[WHAT IS BEING ASKED] A word-for-word transcription of all the data is required.

[RECORDS FOR THIS EXERCISE]
------------------------------
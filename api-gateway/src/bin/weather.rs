//! Weather Lambda - Handles GET /weather?city=<name>.

use lambda_http::{run, service_fn, Error, Request};
use shared::{Config, Proxy, WeatherProxy};
use std::sync::Arc;
use tracing::info;
use tracing_subscriber::EnvFilter;

#[tokio::main]
async fn main() -> Result<(), Error> {
    tracing_subscriber::fmt()
        .with_env_filter(EnvFilter::from_default_env())
        .json()
        .init();

    let config = Config::from_env();
    let proxy = Arc::new(WeatherProxy::new(&config)?);
    info!(live = proxy.is_live(), "Weather proxy ready");

    run(service_fn(move |event: Request| {
        let proxy = Arc::clone(&proxy);
        async move { shared::http::serve(proxy.as_ref(), event).await }
    }))
    .await
}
------------------------------
[FINISHED EXERCISE]
filename api-gateway/src/bin/weather.rs
//! Weather Lambda - Handles GET /weather?city=<name>.

use lambda_http::{run, service_fn, Error, Request};
use shared::{Config, Proxy, WeatherProxy};
use std::sync::Arc;
use tracing::info;
use tracing_subscriber::EnvFilter;

#[tokio::main]
async fn main() -> Result<(), Error> {
    tracing_subscriber::fmt()
        .with_env_filter(EnvFilter::from_default_env())
        .json()
        .init();

    let config = Config::from_env();
    let proxy = Arc::new(WeatherProxy::new(&config)?);
    info!(live = proxy.is_live(), "Weather proxy ready");

    run(service_fn(move |event: Request| {
        let proxy = Arc::clone(&proxy);
        async move { shared::http::serve(proxy.as_ref(), event).await }
    }))
    .await
}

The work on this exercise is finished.